Shahid Latif had also introduced Ismat to the film industry. He had turned from a screenwriter to a producer. Ismat used to write stories and dialogues for his films which include Ziddi, Aarzoo, and Sone Ki Chidiya. After that, his films began flopping. Even after the death of Shahid Latif, Ismat remained associated with the film industry. ‘Garm-Hawa’, the famous film made on Indo-Pak partition was also written by Ismat, she had also written and played a small role in Shyam Benegal’s famous film ‘Junun’. Other films that saw Ismat’s writing grace their stories include ‘Chhed-Chaad’, ‘Buzdil’, ‘Shikayat’, ‘Shisha’, ‘Fareb’, and ‘Lala-Rukh’.
Ismat’s signature skill in her writings is her unique style of expression. Language is not only a means of expression in her stories but also an abstract truth in itself. Language can be seen as an animate object in many of her novels, including ‘Masuma’, ‘Dil Ki Duniya’, ‘Ek Qatra Khun’, ‘Saudai’, ‘Jungli’, ‘Ajib Admi’, and ‘Kabutar’. She considered ‘Dil Ki Duniya’ to be her best novel.

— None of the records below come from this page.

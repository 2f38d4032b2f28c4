use async_trait::async_trait;
use inspection_sync_lib::application::ports::remote_data_api::{
    ObjectRef, RemoteDataApi, RemoteError, RemoteRecord,
};
use inspection_sync_lib::domain::value_objects::offline::{EntityPayload, EntityTable, RecordKey};
use serde_json::{Map, Value};
use std::collections::HashMap;
use std::sync::Arc;
use std::sync::Mutex;
use tokio::sync::Notify;

#[derive(Debug, Clone, PartialEq, Eq)]
pub enum RemoteCall {
    Create { table: String, id: Option<String> },
    Update { table: String, id: String },
    Delete { table: String, id: String },
    Upload { bucket: String, path: String },
    PublicReference { path: String },
}

#[derive(Debug, Clone, Copy, PartialEq, Eq, Hash)]
pub enum Op {
    Create,
    Update,
    Delete,
}

struct Pause {
    id: String,
    entered: Arc<Notify>,
    release: Arc<Notify>,
}

/// In-memory stand-in for the hosted tables and object storage. Keyed creates merge into an
/// existing row and uploads overwrite the object at their path, like the REST backend.
#[derive(Default)]
pub struct FakeRemote {
    calls: Mutex<Vec<RemoteCall>>,
    rows: Mutex<HashMap<String, Vec<Map<String, Value>>>>,
    objects: Mutex<Vec<ObjectRef>>,
    failures: Mutex<HashMap<(Op, String), RemoteError>>,
    upload_failure: Mutex<Option<RemoteError>>,
    pause: Mutex<Option<Pause>>,
    next_row: Mutex<u64>,
}

#[allow(dead_code)]
impl FakeRemote {
    pub fn new() -> Arc<Self> {
        Arc::new(Self::default())
    }

    pub fn fail(&self, op: Op, id: &str, error: RemoteError) {
        self.failures
            .lock()
            .unwrap()
            .insert((op, id.to_string()), error);
    }

    pub fn fail_uploads(&self, error: RemoteError) {
        *self.upload_failure.lock().unwrap() = Some(error);
    }

    pub fn heal(&self) {
        self.failures.lock().unwrap().clear();
        *self.upload_failure.lock().unwrap() = None;
    }

    /// Block the next create for `id` until `release` is notified. `entered` fires once the
    /// call is in flight.
    pub fn pause_create(&self, id: &str) -> (Arc<Notify>, Arc<Notify>) {
        let entered = Arc::new(Notify::new());
        let release = Arc::new(Notify::new());
        *self.pause.lock().unwrap() = Some(Pause {
            id: id.to_string(),
            entered: Arc::clone(&entered),
            release: Arc::clone(&release),
        });
        (entered, release)
    }

    pub fn calls(&self) -> Vec<RemoteCall> {
        self.calls.lock().unwrap().clone()
    }

    pub fn clear_calls(&self) {
        self.calls.lock().unwrap().clear();
    }

    pub fn rows(&self, table: &str) -> Vec<Map<String, Value>> {
        self.rows
            .lock()
            .unwrap()
            .get(table)
            .cloned()
            .unwrap_or_default()
    }

    pub fn row(&self, table: &str, id: &str) -> Option<Map<String, Value>> {
        self.rows(table)
            .into_iter()
            .find(|row| row.get("id").and_then(Value::as_str) == Some(id))
    }

    pub fn insert_row(&self, table: &str, row: Value) {
        if let Value::Object(map) = row {
            self.rows
                .lock()
                .unwrap()
                .entry(table.to_string())
                .or_default()
                .push(map);
        }
    }

    pub fn objects(&self) -> Vec<ObjectRef> {
        self.objects.lock().unwrap().clone()
    }

    fn record(&self, call: RemoteCall) {
        self.calls.lock().unwrap().push(call);
    }

    fn failure(&self, op: Op, id: Option<&str>) -> Option<RemoteError> {
        let id = id?;
        self.failures
            .lock()
            .unwrap()
            .get(&(op, id.to_string()))
            .cloned()
    }

    fn take_pause(&self, id: &str) -> Option<(Arc<Notify>, Arc<Notify>)> {
        let mut pause = self.pause.lock().unwrap();
        if pause.as_ref().is_some_and(|p| p.id == id) {
            pause.take().map(|p| (p.entered, p.release))
        } else {
            None
        }
    }
}

#[async_trait]
impl RemoteDataApi for FakeRemote {
    async fn create_entity(
        &self,
        table: &EntityTable,
        payload: &EntityPayload,
    ) -> Result<RemoteRecord, RemoteError> {
        let id = payload
            .get("id")
            .and_then(Value::as_str)
            .map(str::to_string);
        self.record(RemoteCall::Create {
            table: table.to_string(),
            id: id.clone(),
        });

        if let Some((entered, release)) = id.as_deref().and_then(|id| self.take_pause(id)) {
            entered.notify_one();
            release.notified().await;
        }
        if let Some(err) = self.failure(Op::Create, id.as_deref()) {
            return Err(err);
        }

        let mut row = payload.as_map().clone();
        let id = match id {
            Some(id) => id,
            None => {
                let mut next = self.next_row.lock().unwrap();
                *next += 1;
                format!("{}-{}", table, *next)
            }
        };
        row.insert("id".to_string(), Value::String(id.clone()));

        let mut rows = self.rows.lock().unwrap();
        let table_rows = rows.entry(table.to_string()).or_default();
        if let Some(existing) = table_rows
            .iter_mut()
            .find(|existing| existing.get("id").and_then(Value::as_str) == Some(id.as_str()))
        {
            for (field, value) in row {
                existing.insert(field, value);
            }
            return Ok(RemoteRecord::from_value(Value::Object(existing.clone())));
        }
        table_rows.push(row.clone());
        Ok(RemoteRecord::from_value(Value::Object(row)))
    }

    async fn update_entity(
        &self,
        table: &EntityTable,
        id: &RecordKey,
        payload: &EntityPayload,
    ) -> Result<RemoteRecord, RemoteError> {
        self.record(RemoteCall::Update {
            table: table.to_string(),
            id: id.to_string(),
        });
        if let Some(err) = self.failure(Op::Update, Some(id.as_str())) {
            return Err(err);
        }

        let mut rows = self.rows.lock().unwrap();
        let row = rows
            .get_mut(table.as_str())
            .and_then(|rows| {
                rows.iter_mut()
                    .find(|row| row.get("id").and_then(Value::as_str) == Some(id.as_str()))
            })
            .ok_or_else(|| RemoteError::Rejected {
                status: 404,
                message: format!("no row matched id {id}"),
            })?;
        for (field, value) in payload.as_map() {
            row.insert(field.clone(), value.clone());
        }
        Ok(RemoteRecord::from_value(Value::Object(row.clone())))
    }

    async fn delete_entity(&self, table: &EntityTable, id: &RecordKey) -> Result<(), RemoteError> {
        self.record(RemoteCall::Delete {
            table: table.to_string(),
            id: id.to_string(),
        });
        if let Some(err) = self.failure(Op::Delete, Some(id.as_str())) {
            return Err(err);
        }

        if let Some(rows) = self.rows.lock().unwrap().get_mut(table.as_str()) {
            rows.retain(|row| row.get("id").and_then(Value::as_str) != Some(id.as_str()));
        }
        Ok(())
    }

    async fn upload_binary(
        &self,
        bucket: &str,
        path: &str,
        _bytes: Vec<u8>,
        _content_type: Option<&str>,
    ) -> Result<ObjectRef, RemoteError> {
        self.record(RemoteCall::Upload {
            bucket: bucket.to_string(),
            path: path.to_string(),
        });
        if let Some(err) = self.upload_failure.lock().unwrap().clone() {
            return Err(err);
        }

        let object = ObjectRef {
            bucket: bucket.to_string(),
            path: path.to_string(),
        };
        let mut objects = self.objects.lock().unwrap();
        objects.retain(|existing| existing != &object);
        objects.push(object.clone());
        Ok(object)
    }

    async fn public_reference(&self, bucket: &str, path: &str) -> Result<String, RemoteError> {
        self.record(RemoteCall::PublicReference {
            path: path.to_string(),
        });
        Ok(format!("https://storage.test/{bucket}/{path}"))
    }
}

In return for her literary services, Ismat received many important awards and prizes from government and non-government organizations. In 1975, she was awarded the Padma Shri by the Government of India. In 1990, the Madhya Pradesh government awarded her the Iqbal Samman, the Ghalib Award, and the Filmfare Award. After illuminating the realm of literature for half a century, she left the world on October 24, 1991, and according to her will, her body was cremated at Chandanwari Electric Crematorium.